## EXERCISE GOAL
Give the count of lines in the data that include "false", with no other words.

## THE RECORDS
++++++++
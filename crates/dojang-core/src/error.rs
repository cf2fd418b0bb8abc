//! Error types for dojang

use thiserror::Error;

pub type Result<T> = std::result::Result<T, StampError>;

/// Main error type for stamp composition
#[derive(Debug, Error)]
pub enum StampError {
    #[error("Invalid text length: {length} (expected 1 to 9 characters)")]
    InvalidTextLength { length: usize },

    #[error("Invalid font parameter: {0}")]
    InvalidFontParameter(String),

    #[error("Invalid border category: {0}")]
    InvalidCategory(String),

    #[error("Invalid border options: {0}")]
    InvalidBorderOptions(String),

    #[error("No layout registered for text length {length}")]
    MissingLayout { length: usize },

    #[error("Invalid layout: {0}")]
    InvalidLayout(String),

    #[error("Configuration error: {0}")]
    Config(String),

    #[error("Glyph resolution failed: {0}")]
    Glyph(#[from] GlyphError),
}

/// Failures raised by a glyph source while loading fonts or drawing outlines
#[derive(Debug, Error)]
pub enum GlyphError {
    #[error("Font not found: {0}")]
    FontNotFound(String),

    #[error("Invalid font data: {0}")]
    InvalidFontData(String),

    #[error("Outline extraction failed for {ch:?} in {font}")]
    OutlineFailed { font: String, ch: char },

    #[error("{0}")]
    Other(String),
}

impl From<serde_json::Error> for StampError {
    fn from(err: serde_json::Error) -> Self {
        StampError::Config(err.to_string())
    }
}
++++++++
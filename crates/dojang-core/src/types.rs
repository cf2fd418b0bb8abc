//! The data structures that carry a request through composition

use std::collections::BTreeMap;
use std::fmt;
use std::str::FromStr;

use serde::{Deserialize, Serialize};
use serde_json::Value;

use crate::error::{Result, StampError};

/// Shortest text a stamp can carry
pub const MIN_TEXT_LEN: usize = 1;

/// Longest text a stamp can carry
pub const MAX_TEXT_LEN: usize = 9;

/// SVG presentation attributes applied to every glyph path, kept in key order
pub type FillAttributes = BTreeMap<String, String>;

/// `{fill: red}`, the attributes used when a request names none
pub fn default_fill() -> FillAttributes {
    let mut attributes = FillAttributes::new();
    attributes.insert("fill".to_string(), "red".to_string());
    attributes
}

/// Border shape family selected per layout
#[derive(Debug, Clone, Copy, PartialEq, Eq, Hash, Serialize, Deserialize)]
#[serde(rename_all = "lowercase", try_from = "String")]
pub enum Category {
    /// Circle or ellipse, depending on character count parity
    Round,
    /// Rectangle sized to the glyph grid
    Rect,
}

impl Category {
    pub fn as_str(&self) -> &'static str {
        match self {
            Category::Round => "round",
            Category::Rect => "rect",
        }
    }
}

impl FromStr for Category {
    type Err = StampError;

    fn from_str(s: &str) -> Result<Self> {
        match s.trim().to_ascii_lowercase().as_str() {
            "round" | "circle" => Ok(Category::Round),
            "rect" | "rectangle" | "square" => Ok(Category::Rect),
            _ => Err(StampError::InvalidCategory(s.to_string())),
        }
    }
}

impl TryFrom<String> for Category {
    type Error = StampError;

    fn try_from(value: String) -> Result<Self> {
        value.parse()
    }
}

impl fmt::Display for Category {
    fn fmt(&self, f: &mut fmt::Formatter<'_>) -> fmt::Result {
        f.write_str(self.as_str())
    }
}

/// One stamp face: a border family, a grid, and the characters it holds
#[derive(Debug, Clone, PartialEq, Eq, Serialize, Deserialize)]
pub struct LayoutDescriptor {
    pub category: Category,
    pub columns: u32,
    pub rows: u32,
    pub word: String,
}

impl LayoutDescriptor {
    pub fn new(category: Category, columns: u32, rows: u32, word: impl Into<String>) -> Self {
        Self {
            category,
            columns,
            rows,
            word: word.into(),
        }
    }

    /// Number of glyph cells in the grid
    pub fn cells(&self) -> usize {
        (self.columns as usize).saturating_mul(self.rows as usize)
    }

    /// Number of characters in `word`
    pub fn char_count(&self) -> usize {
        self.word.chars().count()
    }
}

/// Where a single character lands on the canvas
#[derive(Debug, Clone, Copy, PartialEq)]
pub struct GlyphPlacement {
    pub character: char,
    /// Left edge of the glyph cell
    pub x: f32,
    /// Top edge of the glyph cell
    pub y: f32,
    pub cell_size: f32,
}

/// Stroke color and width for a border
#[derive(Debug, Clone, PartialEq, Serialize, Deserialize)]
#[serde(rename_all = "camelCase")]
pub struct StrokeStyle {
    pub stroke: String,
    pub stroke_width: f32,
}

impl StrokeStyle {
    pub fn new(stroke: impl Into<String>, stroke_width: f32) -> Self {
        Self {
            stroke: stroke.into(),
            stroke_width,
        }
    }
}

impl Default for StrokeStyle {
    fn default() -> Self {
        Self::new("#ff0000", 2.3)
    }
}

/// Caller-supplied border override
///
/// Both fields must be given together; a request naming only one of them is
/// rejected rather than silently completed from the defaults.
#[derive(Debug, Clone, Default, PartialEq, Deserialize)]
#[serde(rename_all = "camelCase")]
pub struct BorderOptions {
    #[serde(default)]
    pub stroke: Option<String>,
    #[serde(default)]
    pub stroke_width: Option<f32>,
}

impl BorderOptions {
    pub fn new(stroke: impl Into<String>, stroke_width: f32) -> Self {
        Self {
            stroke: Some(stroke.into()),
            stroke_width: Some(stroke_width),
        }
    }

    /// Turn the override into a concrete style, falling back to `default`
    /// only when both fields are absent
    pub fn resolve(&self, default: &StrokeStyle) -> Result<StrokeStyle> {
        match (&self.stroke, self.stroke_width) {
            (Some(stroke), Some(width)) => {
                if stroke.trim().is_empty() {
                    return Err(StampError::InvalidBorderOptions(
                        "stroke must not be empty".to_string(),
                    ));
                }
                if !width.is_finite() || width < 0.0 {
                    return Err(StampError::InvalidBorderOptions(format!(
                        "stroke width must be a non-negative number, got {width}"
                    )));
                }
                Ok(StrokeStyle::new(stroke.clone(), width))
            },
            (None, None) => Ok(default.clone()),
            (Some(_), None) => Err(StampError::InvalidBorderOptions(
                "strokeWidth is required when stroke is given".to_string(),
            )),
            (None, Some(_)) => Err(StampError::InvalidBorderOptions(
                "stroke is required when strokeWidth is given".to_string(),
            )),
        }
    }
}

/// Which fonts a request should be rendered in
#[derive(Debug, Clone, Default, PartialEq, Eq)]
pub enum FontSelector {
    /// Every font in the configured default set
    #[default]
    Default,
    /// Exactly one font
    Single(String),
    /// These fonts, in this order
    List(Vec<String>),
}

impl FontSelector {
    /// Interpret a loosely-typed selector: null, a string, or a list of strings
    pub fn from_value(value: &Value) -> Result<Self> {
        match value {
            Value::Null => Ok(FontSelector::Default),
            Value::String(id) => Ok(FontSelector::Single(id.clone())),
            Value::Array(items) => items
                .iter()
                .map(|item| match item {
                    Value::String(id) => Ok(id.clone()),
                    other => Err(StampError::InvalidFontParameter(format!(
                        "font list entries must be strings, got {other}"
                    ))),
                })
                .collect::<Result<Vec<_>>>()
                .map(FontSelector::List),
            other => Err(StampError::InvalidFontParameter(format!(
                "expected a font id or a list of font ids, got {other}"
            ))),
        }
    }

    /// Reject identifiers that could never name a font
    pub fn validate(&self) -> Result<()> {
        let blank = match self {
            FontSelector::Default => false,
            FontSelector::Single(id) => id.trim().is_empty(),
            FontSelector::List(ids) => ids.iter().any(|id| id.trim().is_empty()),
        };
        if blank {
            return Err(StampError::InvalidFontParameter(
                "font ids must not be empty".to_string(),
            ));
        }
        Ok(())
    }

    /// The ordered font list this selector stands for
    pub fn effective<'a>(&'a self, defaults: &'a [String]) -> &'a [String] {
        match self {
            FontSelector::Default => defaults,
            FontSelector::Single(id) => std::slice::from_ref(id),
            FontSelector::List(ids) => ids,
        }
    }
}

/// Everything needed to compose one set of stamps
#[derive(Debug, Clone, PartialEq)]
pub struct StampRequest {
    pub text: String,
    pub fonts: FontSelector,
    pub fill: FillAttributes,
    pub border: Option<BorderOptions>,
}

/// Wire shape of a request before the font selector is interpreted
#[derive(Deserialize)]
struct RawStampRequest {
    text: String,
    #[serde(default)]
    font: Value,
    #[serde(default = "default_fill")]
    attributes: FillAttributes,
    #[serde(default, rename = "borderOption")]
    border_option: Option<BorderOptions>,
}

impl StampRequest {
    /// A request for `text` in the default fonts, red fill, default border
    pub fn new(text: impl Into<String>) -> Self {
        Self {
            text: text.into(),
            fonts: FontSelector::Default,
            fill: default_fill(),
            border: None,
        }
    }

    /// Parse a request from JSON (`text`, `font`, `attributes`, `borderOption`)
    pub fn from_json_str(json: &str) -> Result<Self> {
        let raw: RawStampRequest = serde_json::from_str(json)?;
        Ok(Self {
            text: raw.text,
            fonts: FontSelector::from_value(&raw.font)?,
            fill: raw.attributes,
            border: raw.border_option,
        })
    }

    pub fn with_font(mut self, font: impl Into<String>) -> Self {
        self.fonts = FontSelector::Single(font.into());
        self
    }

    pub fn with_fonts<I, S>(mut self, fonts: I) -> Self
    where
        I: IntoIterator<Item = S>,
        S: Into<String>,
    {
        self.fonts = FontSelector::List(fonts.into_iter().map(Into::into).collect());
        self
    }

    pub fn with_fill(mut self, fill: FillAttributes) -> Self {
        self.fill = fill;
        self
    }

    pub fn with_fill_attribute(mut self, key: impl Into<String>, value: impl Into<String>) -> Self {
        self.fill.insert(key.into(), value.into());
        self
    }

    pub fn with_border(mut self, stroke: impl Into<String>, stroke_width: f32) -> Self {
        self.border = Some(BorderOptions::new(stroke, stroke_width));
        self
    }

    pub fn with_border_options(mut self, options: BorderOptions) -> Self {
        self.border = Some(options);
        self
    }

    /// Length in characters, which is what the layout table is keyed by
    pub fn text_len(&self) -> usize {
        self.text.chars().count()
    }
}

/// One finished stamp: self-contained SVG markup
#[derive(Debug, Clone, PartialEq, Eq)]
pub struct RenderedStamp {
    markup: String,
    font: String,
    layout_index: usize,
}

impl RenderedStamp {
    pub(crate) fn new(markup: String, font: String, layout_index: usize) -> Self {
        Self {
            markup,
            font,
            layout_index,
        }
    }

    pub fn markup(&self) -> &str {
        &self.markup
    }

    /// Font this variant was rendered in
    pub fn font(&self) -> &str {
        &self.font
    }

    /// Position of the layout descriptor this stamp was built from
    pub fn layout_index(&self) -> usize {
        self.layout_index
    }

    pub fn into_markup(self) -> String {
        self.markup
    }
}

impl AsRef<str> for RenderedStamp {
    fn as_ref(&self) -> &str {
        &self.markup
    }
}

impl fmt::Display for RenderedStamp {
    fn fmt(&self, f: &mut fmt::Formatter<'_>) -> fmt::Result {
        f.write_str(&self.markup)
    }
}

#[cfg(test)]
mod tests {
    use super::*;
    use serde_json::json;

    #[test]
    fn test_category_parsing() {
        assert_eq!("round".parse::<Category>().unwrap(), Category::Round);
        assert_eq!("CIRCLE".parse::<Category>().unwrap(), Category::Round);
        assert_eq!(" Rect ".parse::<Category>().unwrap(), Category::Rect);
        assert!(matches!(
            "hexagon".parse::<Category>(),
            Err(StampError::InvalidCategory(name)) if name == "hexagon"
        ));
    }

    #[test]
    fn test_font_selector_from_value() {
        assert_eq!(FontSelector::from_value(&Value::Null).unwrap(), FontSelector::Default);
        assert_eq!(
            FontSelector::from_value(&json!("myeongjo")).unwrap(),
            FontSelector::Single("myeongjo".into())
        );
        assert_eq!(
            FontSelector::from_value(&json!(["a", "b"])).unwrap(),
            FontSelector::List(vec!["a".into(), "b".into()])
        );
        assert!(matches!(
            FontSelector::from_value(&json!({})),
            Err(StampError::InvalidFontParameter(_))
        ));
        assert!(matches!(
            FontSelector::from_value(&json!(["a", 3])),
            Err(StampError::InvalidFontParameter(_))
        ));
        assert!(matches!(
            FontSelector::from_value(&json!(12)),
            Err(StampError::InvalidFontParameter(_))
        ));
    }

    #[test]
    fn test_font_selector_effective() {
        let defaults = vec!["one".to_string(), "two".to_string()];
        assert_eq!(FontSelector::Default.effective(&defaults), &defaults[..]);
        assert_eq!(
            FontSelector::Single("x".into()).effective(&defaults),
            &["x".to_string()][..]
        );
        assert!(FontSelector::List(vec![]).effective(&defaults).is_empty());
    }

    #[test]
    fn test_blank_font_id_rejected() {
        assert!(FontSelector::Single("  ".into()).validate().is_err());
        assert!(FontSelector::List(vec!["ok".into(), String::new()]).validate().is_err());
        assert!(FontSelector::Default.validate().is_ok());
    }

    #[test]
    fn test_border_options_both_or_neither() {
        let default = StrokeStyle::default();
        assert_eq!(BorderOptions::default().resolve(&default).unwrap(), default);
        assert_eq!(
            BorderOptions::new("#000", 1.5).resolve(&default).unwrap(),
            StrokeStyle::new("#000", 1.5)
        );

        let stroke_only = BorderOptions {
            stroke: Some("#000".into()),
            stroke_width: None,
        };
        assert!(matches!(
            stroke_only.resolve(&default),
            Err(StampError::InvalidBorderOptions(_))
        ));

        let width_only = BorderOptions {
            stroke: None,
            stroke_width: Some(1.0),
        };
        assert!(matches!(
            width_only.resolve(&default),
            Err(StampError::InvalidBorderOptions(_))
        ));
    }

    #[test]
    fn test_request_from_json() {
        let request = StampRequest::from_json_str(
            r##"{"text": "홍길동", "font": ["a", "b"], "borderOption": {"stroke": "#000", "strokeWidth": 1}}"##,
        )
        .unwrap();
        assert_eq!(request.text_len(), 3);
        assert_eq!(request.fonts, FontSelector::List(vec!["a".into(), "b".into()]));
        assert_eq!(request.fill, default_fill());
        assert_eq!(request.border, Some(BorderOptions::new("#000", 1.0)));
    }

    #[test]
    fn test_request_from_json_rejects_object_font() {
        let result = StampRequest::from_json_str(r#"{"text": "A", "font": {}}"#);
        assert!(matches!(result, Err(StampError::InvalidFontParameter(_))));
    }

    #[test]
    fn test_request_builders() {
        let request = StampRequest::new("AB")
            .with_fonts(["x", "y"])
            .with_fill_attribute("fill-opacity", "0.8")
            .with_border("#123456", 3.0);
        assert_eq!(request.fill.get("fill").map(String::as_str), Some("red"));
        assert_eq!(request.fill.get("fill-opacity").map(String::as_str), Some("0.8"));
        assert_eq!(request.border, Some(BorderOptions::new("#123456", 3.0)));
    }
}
++++++++
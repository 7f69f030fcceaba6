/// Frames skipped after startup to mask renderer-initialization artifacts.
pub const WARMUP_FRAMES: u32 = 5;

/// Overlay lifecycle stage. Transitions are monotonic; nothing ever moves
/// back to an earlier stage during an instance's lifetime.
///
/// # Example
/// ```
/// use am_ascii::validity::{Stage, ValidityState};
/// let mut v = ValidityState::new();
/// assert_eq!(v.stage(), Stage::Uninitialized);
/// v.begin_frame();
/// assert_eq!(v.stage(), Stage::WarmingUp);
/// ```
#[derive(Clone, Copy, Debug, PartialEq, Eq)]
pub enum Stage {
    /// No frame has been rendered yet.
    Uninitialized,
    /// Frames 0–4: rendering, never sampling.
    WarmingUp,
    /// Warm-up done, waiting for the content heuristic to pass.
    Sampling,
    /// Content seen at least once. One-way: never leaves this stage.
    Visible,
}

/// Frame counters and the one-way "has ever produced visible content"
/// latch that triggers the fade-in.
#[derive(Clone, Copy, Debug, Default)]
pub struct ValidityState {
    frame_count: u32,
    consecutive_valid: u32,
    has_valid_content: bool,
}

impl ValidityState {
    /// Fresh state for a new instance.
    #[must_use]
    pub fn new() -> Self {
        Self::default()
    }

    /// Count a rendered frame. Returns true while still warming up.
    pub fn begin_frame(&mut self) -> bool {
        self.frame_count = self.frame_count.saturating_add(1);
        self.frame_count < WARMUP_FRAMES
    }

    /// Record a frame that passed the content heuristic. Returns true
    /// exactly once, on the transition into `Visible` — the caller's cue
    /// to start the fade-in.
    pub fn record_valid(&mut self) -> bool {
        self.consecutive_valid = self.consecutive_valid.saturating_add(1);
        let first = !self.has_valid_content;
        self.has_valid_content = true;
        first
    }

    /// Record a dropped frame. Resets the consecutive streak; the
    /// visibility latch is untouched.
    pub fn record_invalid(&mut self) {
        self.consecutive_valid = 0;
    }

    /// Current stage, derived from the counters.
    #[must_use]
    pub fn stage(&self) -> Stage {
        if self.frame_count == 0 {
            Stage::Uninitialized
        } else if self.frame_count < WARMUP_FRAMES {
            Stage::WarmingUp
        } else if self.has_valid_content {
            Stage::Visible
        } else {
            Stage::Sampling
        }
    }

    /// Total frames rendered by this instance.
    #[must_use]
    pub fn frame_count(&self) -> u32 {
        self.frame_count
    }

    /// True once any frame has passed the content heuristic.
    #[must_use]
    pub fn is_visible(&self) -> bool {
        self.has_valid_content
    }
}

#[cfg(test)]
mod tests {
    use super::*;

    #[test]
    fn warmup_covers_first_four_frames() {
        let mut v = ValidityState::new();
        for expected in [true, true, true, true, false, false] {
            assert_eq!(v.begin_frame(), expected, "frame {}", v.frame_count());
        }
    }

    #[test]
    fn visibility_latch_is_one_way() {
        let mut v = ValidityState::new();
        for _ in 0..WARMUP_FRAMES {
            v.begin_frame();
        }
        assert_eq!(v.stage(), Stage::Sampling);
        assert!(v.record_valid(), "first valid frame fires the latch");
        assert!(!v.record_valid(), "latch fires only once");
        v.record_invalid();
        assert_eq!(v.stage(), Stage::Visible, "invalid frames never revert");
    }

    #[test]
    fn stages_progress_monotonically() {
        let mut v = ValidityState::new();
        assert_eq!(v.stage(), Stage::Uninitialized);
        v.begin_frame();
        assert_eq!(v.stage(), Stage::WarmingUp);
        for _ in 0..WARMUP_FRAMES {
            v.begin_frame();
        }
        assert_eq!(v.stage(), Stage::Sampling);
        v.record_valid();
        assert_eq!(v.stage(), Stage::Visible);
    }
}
++++++++
## RESULT OF THIS EXERCISE
2